High oil prices will likely cause Saudi Arabia’s economic growth to outpace that of the US this year, according to the International Monetary Fund.
Saudi Arabia’s GDP is expected by the IMF to increase by 7.6 percent this year – the fastest rate of expansion in nearly a decade. Meanwhile, the US is likely to grapple with high inflation until 2023, with estimate real domestic GDP growth at 2.3%, less than half of last year’s growth of 5.7%.

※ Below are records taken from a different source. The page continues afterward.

// Output formatting — terminal display and JSON reports.

pub mod json;
pub mod terminal;

/// Truncate a string to at most `max_chars` characters, appending "..." if truncated.
///
/// Tokens from the whitespace policy can be arbitrarily long runs of
/// punctuation; this keeps the word listing aligned without slicing bytes.
pub fn truncate_chars(text: &str, max_chars: usize) -> String {
    let char_count = text.chars().count();
    if char_count <= max_chars {
        text.to_string()
    } else {
        let truncated: String = text.chars().take(max_chars).collect();
        format!("{truncated}...")
    }
}

/// Format an angle in radians with a fixed number of decimal places.
pub fn format_angle(angle: f64, precision: usize) -> String {
    format!("{angle:.precision$}")
}
// Tokenizer trait — swap-ready abstraction over the splitting policy.
//
// Two policies exist. The default splits on every character that is not an
// ASCII letter or digit, so "word." and "word" collapse to the same token.
// The whitespace policy only splits on whitespace and keeps punctuation
// attached; it produces materially different tables and is opt-in.

use std::fmt;
use std::str::FromStr;

use crate::error::DistanceError;

/// Trait for turning lines of text into normalized word tokens.
pub trait Tokenizer: Send + Sync {
    /// Split a single line into lower-cased tokens, in line order.
    fn tokenize(&self, line: &str) -> Vec<String>;

    /// Tokenize a whole document. Order is document order, duplicates kept.
    fn tokenize_lines(&self, lines: &[String]) -> Vec<String> {
        lines.iter().flat_map(|line| self.tokenize(line)).collect()
    }
}

/// Maximal runs of ASCII letters/digits, lower-cased. Never emits empty tokens.
#[derive(Debug, Default, Clone, Copy)]
pub struct AlphanumericTokenizer;

impl Tokenizer for AlphanumericTokenizer {
    fn tokenize(&self, line: &str) -> Vec<String> {
        line.split(|c: char| !c.is_ascii_alphanumeric())
            .filter(|run| !run.is_empty())
            .map(|run| run.to_ascii_lowercase())
            .collect()
    }
}

/// Whitespace-separated words, lower-cased, punctuation left in place.
#[derive(Debug, Default, Clone, Copy)]
pub struct WhitespaceTokenizer;

impl Tokenizer for WhitespaceTokenizer {
    fn tokenize(&self, line: &str) -> Vec<String> {
        line.split_whitespace()
            .map(|word| word.to_ascii_lowercase())
            .collect()
    }
}

/// Which tokenizer policy to use.
#[derive(Debug, Default, Clone, Copy, PartialEq, Eq)]
pub enum TokenizerKind {
    /// Split on any non-alphanumeric character (default)
    #[default]
    Alnum,
    /// Split on whitespace only
    Whitespace,
}

impl TokenizerKind {
    pub fn build(self) -> Box<dyn Tokenizer> {
        match self {
            TokenizerKind::Alnum => Box::new(AlphanumericTokenizer),
            TokenizerKind::Whitespace => Box::new(WhitespaceTokenizer),
        }
    }
}

impl FromStr for TokenizerKind {
    type Err = DistanceError;

    fn from_str(s: &str) -> Result<Self, Self::Err> {
        match s.trim().to_ascii_lowercase().as_str() {
            "alnum" | "alphanumeric" => Ok(TokenizerKind::Alnum),
            "whitespace" => Ok(TokenizerKind::Whitespace),
            other => Err(DistanceError::InvalidConfig(format!(
                "unknown tokenizer '{other}' (expected 'alnum' or 'whitespace')"
            ))),
        }
    }
}

impl fmt::Display for TokenizerKind {
    fn fmt(&self, f: &mut fmt::Formatter<'_>) -> fmt::Result {
        match self {
            TokenizerKind::Alnum => write!(f, "alnum"),
            TokenizerKind::Whitespace => write!(f, "whitespace"),
        }
    }
}

#[cfg(test)]
mod tests {
    use super::*;

    fn lines(text: &[&str]) -> Vec<String> {
        text.iter().map(|s| s.to_string()).collect()
    }

    #[test]
    fn test_punctuation_is_a_separator() {
        let tokens = AlphanumericTokenizer.tokenize("Hello, world! It's 2024.");
        assert_eq!(tokens, vec!["hello", "world", "it", "s", "2024"]);
    }

    #[test]
    fn test_leading_and_repeated_separators_emit_nothing() {
        // A leading separator must not produce an empty first token
        let tokens = AlphanumericTokenizer.tokenize("  --the   cat--  ");
        assert_eq!(tokens, vec!["the", "cat"]);
    }

    #[test]
    fn test_line_without_words_contributes_nothing() {
        assert!(AlphanumericTokenizer.tokenize("... --- !!!").is_empty());
        assert!(AlphanumericTokenizer.tokenize("").is_empty());
    }

    #[test]
    fn test_non_ascii_letters_split_words() {
        // Only ASCII letters and digits count as word characters
        let tokens = AlphanumericTokenizer.tokenize("café naïve");
        assert_eq!(tokens, vec!["caf", "na", "ve"]);
    }

    #[test]
    fn test_tokens_match_lowercase_alnum() {
        let doc = lines(&[
            "The QUICK brown fox; jumps_over 13 lazy-dogs.",
            "\tTabs\tand\r\nCRLF",
            "MiXeD123CaSe",
        ]);
        let tokens = AlphanumericTokenizer.tokenize_lines(&doc);
        assert!(!tokens.is_empty());
        for token in &tokens {
            assert!(!token.is_empty());
            assert!(
                token
                    .chars()
                    .all(|c| c.is_ascii_lowercase() || c.is_ascii_digit()),
                "Unexpected token {token:?}"
            );
        }
    }

    #[test]
    fn test_document_order_and_duplicates_kept() {
        let doc = lines(&["b a", "", "a c"]);
        let tokens = AlphanumericTokenizer.tokenize_lines(&doc);
        assert_eq!(tokens, vec!["b", "a", "a", "c"]);
    }

    #[test]
    fn test_whitespace_policy_keeps_punctuation() {
        let tokens = WhitespaceTokenizer.tokenize("Word. word, WORD");
        assert_eq!(tokens, vec!["word.", "word,", "word"]);

        // The default policy collapses all three
        let tokens = AlphanumericTokenizer.tokenize("Word. word, WORD");
        assert_eq!(tokens, vec!["word", "word", "word"]);
    }

    #[test]
    fn test_kind_parsing() {
        assert_eq!("alnum".parse::<TokenizerKind>().unwrap(), TokenizerKind::Alnum);
        assert_eq!(
            " Whitespace ".parse::<TokenizerKind>().unwrap(),
            TokenizerKind::Whitespace
        );
        assert!("regex".parse::<TokenizerKind>().is_err());
        assert_eq!(TokenizerKind::default(), TokenizerKind::Alnum);
    }

    #[test]
    fn test_kind_builds_matching_tokenizer() {
        let line = "end. end";
        assert_eq!(TokenizerKind::Alnum.build().tokenize(line), vec!["end", "end"]);
        assert_eq!(
            TokenizerKind::Whitespace.build().tokenize(line),
            vec!["end.", "end"]
        );
    }
}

The GDP growth spurt for Saudi Arabia comes after the oil-rich nation took bigger economic hit from the pandemic in 2020, when its GDP shrank by 3.4% compared to negative 2.3% in the US.
“Saudi Arabia is likely to be one of the world’s fastest-growing economies this year as sweeping pro-business reforms and a sharp rise in oil prices and production power recovery from a pandemic-induced recession,” the IMF said in a report on Wednesday.
And the kingdom looks like it wll be able to maintain its pace of growth for awhile; Saudi Arabian oil prices are set to grow at their fastest rate in over 10 years. That comes at the same time that big oil customers like India have ramped up purchases of Saudi crude significantly as the kingdom competes with Russia as a supplier.
Although the economic outlook will depend on whether the kingdom overspends its extra oil revenue, the IMF said, the estimates are in contrast to the situation for the US economy, which is dealing with a number of headwinds to growth.
US inflation is expected to average 6.6% in 2022 according to the IMF, down from the current rate 8.5%, and recession fears are still mounting. Saudi Arabia, by contrast, is expected to maintain 2.8% average inflation through the year.
While US inflation has cooled slightly from 41-year-highs, leading some analysts to predict a record stock market rally ahead, others think high prices will be sticky and could possibly send the economy into a stagflationary crisis. That would place further pressure on the Federal Reserve as it tries to balance its inflation fight with the desire to maintain growth.